Even with strengthened targeting capabilities, China must overcome increasingly distributed and unmanned U.S. defensive networks designed to absorb saturation attacks.

Beyond electronic and cyber warfare, Jordan Spector noted in a March 2026 Proceedings article that the U.S. Navy can counter saturation threats through layered, unmanned architectures maximizing defensive depth. He describes an outer layer of medium unmanned surface vessels (MUSVs) providing early-warning detection and electronic jamming, followed by large unmanned surface vessels (LUSVs) serving as remote arsenals with multiple interceptor types. Inner-layer cruisers and destroyers coordinate terminal defense, offloading risk to autonomous systems while preserving carrier strike group survivability.

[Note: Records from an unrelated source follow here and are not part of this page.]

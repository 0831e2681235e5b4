//! Pure betting domain: forecasts, pricing, classification and sizing.
//!
//! Nothing here performs I/O. Every function takes its inputs plus an
//! immutable [`WeightsSnapshot`] and returns a value.

pub mod calibration;
pub mod classify;
pub mod edge;
pub mod ensemble;
pub mod error;
pub mod forecast;
pub mod game;
pub mod gate;
pub mod grade;
pub mod id;
pub mod odds;
pub mod pick;
pub mod prediction;
pub mod sizing;
pub mod stake;
pub mod threshold;
pub mod wager;

// Core records
pub use forecast::Forecast;
pub use game::{MarketOdds, MatchedGame, Side, SpreadLines};
pub use id::{GameKey, SourceId};
pub use odds::AmericanOdds;
pub use prediction::{Component, EnsemblePrediction, InsufficientData, Prediction};
pub use wager::{SettledWager, WagerOutcome};

// Pipeline stages
pub use calibration::{PerformanceRecord, WeightsSnapshot};
pub use classify::{BetClassification, EvRange, Factor, OddsRange, ProbRange};
pub use edge::{rank_recommendations, EdgeRules, Eligibility, IneligibleReason};
pub use ensemble::{Blend, EnsembleBlender, EnsembleConfig, SourceWeight};
pub use gate::{Gate, GateConfig, GateState, GateVerdict, RejectReason};
pub use grade::Grade;
pub use pick::{ConvictionTier, Market, PassKind, Pick, PickId, PrimeTerms, SpreadAnalysis};
pub use sizing::{SizingConfig, StakeSizer};
pub use stake::{FactorContribution, StakeDecision, StakeTier};
pub use threshold::ThresholdTable;
//! Command-line interface definitions.

pub mod aggregate;
pub mod check;
pub mod evaluate;
pub mod output;

use std::path::PathBuf;

use chrono::NaiveDate;
use clap::{Parser, Subcommand};

/// Courtedge - Forecast-ensemble edge and calibrated staking for college basketball.
#[derive(Parser, Debug)]
#[command(name = "courtedge")]
#[command(version, about, long_about = None)]
pub struct Cli {
    /// Path to configuration file
    #[arg(short, long, global = true, default_value = "config.toml")]
    pub config: PathBuf,

    /// Override log level (debug, info, warn, error)
    #[arg(long, global = true)]
    pub log_level: Option<String>,

    #[command(subcommand)]
    pub command: Commands,
}

#[derive(Subcommand, Debug)]
pub enum Commands {
    /// Evaluate a matched-game feed and persist prime picks
    Evaluate(EvaluateArgs),

    /// Rebuild the weights snapshot from settled wagers
    Aggregate(AggregateArgs),

    /// Run diagnostic checks
    #[command(subcommand)]
    Check(CheckCommand),
}

/// Subcommands for `courtedge check`
#[derive(Subcommand, Debug)]
pub enum CheckCommand {
    /// Validate configuration file
    Config,
}

/// Arguments for the `evaluate` subcommand.
#[derive(Parser, Debug)]
pub struct EvaluateArgs {
    /// JSON array of matched games
    #[arg(long)]
    pub games: PathBuf,

    /// Slate date used in pick ids (defaults to today, UTC)
    #[arg(long)]
    pub date: Option<NaiveDate>,

    /// Evaluate without writing to the pick store
    #[arg(long)]
    pub dry_run: bool,
}

/// Arguments for the `aggregate` subcommand.
#[derive(Parser, Debug)]
pub struct AggregateArgs {
    /// JSON array of settled wagers
    #[arg(long)]
    pub wagers: PathBuf,

    /// Where to write the snapshot (defaults to `weights_path`)
    #[arg(long)]
    pub out: Option<PathBuf>,
}
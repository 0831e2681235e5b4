use clap::Parser;
use courtedge::app::Config;
use courtedge::cli::{self, output, CheckCommand, Cli, Commands};
use courtedge::error::Result;
use tracing::{error, info};

#[tokio::main]
async fn main() {
    let _ = dotenvy::dotenv();
    let cli = Cli::parse();

    if let Err(e) = run(cli).await {
        error!(error = %e, "Command failed");
        output::error(&e.to_string());
        std::process::exit(1);
    }
}

async fn run(cli: Cli) -> Result<()> {
    if let Commands::Check(CheckCommand::Config) = &cli.command {
        return cli::check::execute_config(&cli.config);
    }

    let mut config = Config::load(&cli.config)?;
    if let Some(level) = &cli.log_level {
        config.logging.level.clone_from(level);
    }
    config.init_logging();
    info!(config = %cli.config.display(), "courtedge starting");

    match &cli.command {
        Commands::Evaluate(args) => cli::evaluate::execute(&config, args).await,
        Commands::Aggregate(args) => cli::aggregate::execute(&config, args).await,
        Commands::Check(_) => Ok(()),
    }
}
//! Weights snapshot port.

use std::future::Future;

use crate::domain::WeightsSnapshot;
use crate::error::Result;

/// Source and sink of the versioned weights artifact.
pub trait WeightsRepository: Send + Sync {
    /// Load the stored snapshot. `Ok(None)` means none has been written yet.
    fn load(&self) -> impl Future<Output = Result<Option<WeightsSnapshot>>> + Send;

    /// Replace the stored snapshot.
    fn save(&self, snapshot: &WeightsSnapshot) -> impl Future<Output = Result<()>> + Send;
}
//! Offline recalibration: settled wagers in, new weights snapshot out.

use chrono::{DateTime, Utc};
use tracing::{info, warn};

use super::retry::{with_retry, RetryPolicy};
use super::snapshot::SnapshotHandle;
use crate::domain::calibration::{aggregate, rebuild_snapshot};
use crate::domain::{SettledWager, WeightsSnapshot};
use crate::error::Result;
use crate::port::WeightsRepository;

/// Rebuild the snapshot from `wagers`, store it and make it current.
///
/// The version continues from whatever snapshot the repository holds. An
/// unreadable previous snapshot restarts versioning at 1. Wagers whose
/// amounts overflow are skipped with a warning.
pub async fn recalibrate<R: WeightsRepository>(
    wagers: &[SettledWager],
    repo: &R,
    handle: &SnapshotHandle,
    retry: RetryPolicy,
    now: DateTime<Utc>,
) -> Result<WeightsSnapshot> {
    let previous = match repo.load().await {
        Ok(previous) => previous,
        Err(e) => {
            warn!(error = %e, "Previous weights snapshot unreadable, starting at version 1");
            None
        }
    };

    let aggregation = aggregate(wagers);
    for &index in &aggregation.skipped {
        let id = wagers.get(index).and_then(|w| w.id.as_deref()).unwrap_or("-");
        warn!(index, id, "Wager amounts overflow, skipped");
    }

    let snapshot = rebuild_snapshot(aggregation.performance, previous.as_ref(), now);
    with_retry(retry, "save_weights", || repo.save(&snapshot)).await?;
    handle.swap(snapshot.clone());

    info!(
        version = snapshot.version,
        wagers = wagers.len(),
        skipped = aggregation.skipped.len(),
        samples = snapshot.total_sample_size,
        "Weights snapshot rebuilt"
    );
    Ok(snapshot)
}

China continues evolving its approach, exploring kill-web architectures and autonomous systems that maintain operations even when portions of its targeting network are degraded.

In a 2025 Air & Space Defense journal article, Wang Chaochen and colleagues noted that conventional kill chains suffer sequential dependencies making them vulnerable to single-node failures. Kill webs dynamically integrate dispersed combat nodes across land, sea, air, space, and cyber domains, using open service architecture and edge computing to share information in real-time. Even with disrupted links, the system reorganizes multi-path adaptive connections to maintain operational lethality.

Traditional unmanned systems rely on constant communication links that electronic warfare can sever. Kateryna Bondar and Matt Mande noted in a recent CSIS report that genuine AI-enabled edge autonomy allows systems to operate independently by calculating routes without GPS and identifying targets autonomously, eliminating single points of failure from external signal disruption.

The key question for China’s missile-swarm strategy is whether it can preserve long-range targeting effectiveness after battle network disruption. In a future Pacific conflict, the decisive contest may not be over missile range or salvo size, but over which side’s battle network continues functioning amid communication, sensor, and command failures.